WHAT TO WORK ON - Pull every line holding the word "OptimisticLedger" out of the data and copy it.

====================

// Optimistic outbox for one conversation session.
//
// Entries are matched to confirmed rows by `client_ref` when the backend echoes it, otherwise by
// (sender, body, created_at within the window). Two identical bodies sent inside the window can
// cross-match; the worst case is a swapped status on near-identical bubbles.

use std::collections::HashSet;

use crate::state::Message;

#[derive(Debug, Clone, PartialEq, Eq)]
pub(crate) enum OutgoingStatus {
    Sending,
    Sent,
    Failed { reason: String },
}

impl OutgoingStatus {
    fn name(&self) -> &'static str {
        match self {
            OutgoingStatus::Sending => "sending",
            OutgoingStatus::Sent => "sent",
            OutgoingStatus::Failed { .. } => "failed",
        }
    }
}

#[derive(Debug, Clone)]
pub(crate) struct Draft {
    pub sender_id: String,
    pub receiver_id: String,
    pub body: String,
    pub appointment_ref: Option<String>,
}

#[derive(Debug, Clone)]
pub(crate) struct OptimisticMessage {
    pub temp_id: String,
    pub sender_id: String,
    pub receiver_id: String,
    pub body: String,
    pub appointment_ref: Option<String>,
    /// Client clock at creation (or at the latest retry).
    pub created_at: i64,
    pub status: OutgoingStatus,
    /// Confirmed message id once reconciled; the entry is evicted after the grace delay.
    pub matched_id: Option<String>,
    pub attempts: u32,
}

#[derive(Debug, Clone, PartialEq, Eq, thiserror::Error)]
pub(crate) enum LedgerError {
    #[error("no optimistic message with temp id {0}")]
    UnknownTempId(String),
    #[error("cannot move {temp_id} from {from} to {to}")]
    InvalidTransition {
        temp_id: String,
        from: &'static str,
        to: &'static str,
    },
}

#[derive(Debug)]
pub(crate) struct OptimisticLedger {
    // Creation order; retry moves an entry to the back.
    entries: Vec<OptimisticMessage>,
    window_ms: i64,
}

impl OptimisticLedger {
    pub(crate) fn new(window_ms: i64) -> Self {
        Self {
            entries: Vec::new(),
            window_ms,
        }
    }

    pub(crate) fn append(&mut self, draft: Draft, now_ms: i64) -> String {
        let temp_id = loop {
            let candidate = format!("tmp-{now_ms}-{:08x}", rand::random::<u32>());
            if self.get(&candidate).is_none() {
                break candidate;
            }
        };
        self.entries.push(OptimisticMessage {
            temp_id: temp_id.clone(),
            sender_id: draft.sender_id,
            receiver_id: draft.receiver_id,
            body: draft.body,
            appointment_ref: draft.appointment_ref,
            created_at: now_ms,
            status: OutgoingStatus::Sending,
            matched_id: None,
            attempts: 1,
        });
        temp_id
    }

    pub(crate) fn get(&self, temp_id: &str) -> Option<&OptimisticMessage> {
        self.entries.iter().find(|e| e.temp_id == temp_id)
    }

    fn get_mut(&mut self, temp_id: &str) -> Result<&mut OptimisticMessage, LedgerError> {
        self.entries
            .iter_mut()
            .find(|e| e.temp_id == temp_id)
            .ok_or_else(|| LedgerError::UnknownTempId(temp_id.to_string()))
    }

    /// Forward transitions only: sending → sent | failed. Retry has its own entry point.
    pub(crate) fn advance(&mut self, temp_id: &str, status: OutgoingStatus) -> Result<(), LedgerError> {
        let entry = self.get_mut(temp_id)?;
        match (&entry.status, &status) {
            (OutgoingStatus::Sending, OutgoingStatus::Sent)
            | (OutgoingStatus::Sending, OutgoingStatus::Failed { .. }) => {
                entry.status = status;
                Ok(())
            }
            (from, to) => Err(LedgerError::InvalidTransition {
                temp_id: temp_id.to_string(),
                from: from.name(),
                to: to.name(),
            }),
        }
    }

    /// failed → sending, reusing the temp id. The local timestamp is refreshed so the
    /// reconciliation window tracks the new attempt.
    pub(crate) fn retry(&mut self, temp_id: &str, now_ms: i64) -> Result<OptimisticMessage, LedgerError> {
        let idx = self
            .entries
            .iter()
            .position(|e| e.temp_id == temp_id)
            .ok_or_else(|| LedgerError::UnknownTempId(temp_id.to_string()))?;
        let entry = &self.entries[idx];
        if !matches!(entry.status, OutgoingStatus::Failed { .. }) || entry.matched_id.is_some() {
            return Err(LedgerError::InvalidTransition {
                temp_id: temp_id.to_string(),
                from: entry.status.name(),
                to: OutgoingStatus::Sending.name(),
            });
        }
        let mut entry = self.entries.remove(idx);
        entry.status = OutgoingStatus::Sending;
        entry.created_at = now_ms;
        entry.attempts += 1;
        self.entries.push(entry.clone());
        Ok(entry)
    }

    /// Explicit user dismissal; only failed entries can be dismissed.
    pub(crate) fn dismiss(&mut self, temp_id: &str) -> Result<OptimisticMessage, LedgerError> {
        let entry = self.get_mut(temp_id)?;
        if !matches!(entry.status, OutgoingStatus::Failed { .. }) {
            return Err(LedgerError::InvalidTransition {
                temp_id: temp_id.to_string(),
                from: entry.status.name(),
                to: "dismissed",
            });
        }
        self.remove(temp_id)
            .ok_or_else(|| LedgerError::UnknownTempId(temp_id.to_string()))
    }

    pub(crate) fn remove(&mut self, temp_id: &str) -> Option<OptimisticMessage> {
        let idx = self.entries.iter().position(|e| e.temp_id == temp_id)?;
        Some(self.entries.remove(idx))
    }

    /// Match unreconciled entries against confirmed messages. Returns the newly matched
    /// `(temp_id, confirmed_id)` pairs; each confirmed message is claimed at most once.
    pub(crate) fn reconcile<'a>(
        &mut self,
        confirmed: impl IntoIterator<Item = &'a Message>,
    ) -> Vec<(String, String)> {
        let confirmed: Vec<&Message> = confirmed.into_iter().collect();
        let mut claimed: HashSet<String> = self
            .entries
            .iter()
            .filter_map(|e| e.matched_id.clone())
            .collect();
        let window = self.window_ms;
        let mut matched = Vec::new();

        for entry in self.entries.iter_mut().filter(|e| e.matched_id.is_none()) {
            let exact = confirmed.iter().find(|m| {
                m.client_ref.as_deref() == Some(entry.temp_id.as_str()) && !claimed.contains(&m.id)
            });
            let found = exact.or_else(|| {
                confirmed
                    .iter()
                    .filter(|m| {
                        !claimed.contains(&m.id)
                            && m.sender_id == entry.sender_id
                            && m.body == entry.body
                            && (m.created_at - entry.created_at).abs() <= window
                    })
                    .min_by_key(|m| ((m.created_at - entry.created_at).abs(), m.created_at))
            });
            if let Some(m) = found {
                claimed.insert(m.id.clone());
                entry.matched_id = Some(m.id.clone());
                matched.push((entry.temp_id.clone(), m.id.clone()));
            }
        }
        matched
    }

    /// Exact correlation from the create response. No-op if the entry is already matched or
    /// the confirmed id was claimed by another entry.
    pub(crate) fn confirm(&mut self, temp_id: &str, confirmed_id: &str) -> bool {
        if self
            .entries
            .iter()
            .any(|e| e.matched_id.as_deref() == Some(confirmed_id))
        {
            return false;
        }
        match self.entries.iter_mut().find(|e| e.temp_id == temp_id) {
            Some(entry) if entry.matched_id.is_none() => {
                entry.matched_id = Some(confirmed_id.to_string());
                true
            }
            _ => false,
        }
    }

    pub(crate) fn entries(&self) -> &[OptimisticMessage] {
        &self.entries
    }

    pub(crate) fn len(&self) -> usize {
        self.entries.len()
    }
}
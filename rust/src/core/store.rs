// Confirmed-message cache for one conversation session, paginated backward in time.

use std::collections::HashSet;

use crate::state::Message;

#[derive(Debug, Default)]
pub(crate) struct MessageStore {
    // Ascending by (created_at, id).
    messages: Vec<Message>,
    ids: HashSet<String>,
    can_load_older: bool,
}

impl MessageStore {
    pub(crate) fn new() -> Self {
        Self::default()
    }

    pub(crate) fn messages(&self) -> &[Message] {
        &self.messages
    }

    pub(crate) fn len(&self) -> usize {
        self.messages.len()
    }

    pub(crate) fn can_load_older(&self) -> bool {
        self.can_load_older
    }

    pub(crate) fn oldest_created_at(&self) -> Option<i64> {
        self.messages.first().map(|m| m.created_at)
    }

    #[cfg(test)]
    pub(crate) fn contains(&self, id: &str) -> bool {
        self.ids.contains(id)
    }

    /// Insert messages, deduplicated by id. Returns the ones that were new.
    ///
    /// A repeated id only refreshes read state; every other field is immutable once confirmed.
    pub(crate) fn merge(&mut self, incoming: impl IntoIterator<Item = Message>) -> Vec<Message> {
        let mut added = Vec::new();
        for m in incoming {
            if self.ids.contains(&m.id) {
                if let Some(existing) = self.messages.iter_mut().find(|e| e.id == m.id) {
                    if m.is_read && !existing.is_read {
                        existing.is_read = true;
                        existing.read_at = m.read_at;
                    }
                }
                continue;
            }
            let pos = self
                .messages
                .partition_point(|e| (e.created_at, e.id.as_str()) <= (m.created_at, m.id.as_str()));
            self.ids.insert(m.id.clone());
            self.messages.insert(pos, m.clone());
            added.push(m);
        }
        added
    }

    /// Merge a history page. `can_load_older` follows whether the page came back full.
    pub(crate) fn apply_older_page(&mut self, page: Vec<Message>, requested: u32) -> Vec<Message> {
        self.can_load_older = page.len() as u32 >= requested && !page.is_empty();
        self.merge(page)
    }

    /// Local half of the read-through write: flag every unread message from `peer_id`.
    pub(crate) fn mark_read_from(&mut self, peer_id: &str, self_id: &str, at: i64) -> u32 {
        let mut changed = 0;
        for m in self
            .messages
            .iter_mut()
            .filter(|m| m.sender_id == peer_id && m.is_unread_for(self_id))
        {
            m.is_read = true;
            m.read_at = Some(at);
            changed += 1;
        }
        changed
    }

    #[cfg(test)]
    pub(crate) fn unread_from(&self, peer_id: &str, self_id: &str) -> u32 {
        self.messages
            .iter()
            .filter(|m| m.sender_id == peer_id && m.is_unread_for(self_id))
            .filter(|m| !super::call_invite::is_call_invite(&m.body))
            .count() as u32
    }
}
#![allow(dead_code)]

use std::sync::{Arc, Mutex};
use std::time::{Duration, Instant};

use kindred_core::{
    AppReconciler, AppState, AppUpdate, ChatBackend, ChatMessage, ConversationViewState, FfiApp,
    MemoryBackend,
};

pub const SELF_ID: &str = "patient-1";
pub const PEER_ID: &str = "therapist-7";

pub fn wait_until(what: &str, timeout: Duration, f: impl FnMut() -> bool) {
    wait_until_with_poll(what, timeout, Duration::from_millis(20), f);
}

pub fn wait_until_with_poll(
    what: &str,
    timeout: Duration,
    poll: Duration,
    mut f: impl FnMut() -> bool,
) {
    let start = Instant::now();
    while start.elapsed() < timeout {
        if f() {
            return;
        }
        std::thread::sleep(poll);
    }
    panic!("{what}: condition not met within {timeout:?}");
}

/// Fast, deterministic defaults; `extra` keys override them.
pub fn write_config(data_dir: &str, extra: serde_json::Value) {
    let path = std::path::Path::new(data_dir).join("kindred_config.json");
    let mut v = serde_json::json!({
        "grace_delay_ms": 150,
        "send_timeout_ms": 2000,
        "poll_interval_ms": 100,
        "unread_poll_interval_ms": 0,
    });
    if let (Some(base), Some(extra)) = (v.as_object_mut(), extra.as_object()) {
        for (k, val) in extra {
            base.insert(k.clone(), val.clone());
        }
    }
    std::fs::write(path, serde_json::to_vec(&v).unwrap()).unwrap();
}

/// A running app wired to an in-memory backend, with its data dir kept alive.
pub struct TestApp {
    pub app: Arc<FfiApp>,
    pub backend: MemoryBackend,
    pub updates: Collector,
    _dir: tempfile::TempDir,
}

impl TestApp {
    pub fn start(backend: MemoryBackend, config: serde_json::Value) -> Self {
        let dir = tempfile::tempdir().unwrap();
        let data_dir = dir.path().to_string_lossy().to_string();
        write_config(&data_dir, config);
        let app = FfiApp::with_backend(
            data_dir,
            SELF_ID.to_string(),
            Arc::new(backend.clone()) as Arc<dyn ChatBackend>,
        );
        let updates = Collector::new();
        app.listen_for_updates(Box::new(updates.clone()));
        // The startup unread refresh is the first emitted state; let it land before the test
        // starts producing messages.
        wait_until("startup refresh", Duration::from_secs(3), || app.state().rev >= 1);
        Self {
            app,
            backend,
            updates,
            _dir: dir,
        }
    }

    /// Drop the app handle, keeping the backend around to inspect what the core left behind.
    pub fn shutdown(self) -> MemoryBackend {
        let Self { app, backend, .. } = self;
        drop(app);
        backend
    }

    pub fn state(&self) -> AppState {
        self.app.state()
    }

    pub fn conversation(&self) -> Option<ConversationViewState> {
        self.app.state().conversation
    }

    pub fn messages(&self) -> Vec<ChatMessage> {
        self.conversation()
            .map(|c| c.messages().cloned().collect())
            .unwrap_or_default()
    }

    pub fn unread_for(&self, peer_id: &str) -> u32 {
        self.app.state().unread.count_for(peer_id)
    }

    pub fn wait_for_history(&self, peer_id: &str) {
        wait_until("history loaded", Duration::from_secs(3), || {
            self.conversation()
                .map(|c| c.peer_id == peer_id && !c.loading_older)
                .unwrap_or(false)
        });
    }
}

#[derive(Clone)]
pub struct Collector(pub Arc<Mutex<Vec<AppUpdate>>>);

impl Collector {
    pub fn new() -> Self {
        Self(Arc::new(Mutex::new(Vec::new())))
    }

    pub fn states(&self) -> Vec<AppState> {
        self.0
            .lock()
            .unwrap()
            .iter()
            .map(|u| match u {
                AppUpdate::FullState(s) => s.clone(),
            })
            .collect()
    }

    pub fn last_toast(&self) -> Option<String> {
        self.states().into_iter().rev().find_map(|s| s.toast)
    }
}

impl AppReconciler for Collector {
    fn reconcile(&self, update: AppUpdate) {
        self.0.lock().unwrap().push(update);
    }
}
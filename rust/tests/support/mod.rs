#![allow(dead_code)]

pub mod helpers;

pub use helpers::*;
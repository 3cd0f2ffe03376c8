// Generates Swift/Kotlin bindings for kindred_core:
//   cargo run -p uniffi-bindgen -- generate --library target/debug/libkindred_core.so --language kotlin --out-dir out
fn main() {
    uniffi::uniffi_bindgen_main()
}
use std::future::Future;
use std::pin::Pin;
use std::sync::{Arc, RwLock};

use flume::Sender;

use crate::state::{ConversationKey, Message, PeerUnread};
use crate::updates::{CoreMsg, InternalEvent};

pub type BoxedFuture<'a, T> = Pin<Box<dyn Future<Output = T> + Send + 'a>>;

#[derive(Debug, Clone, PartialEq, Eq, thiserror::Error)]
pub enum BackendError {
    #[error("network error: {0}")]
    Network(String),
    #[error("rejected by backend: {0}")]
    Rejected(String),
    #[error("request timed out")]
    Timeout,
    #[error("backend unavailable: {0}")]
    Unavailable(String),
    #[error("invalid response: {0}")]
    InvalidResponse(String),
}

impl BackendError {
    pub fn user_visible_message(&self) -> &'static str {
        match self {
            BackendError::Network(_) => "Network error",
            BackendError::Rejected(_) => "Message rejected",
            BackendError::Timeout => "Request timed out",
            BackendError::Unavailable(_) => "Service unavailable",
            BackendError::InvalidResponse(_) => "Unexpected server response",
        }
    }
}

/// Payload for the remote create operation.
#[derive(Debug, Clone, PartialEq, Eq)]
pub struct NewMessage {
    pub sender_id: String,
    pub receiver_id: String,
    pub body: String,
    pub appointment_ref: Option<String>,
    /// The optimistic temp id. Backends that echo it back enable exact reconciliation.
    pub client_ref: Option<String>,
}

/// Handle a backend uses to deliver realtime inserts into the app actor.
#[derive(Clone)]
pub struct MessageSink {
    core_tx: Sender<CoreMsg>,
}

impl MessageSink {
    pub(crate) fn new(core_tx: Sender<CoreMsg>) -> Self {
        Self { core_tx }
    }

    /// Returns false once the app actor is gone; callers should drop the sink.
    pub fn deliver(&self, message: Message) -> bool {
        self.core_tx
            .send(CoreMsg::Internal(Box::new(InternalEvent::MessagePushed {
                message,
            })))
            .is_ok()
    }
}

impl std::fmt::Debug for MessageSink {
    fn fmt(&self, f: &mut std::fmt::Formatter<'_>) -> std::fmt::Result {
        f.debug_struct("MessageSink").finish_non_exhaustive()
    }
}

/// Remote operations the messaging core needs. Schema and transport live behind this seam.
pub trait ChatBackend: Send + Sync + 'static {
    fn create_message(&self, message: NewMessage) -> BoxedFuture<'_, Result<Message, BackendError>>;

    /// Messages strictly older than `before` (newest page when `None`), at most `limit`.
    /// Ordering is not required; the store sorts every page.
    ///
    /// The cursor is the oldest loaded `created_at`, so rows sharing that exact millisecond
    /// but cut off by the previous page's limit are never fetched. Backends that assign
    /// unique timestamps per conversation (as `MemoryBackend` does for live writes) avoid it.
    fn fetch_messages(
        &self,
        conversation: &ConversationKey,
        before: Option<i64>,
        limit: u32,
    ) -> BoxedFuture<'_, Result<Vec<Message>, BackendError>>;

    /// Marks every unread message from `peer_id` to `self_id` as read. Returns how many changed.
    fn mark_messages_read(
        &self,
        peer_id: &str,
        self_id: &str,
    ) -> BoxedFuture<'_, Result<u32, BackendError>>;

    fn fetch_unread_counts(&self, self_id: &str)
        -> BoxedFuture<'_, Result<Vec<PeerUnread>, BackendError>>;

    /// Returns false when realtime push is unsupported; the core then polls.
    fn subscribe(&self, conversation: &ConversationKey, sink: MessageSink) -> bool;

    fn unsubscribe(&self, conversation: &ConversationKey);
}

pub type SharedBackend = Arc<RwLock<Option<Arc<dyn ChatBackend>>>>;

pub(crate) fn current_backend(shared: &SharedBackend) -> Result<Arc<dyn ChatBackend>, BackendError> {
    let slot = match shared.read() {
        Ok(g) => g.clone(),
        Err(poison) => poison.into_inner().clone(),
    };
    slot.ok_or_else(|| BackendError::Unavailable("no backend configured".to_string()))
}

====================

SOLUTION TO THIS TASK -
pub(crate) struct OptimisticLedger {
impl OptimisticLedger {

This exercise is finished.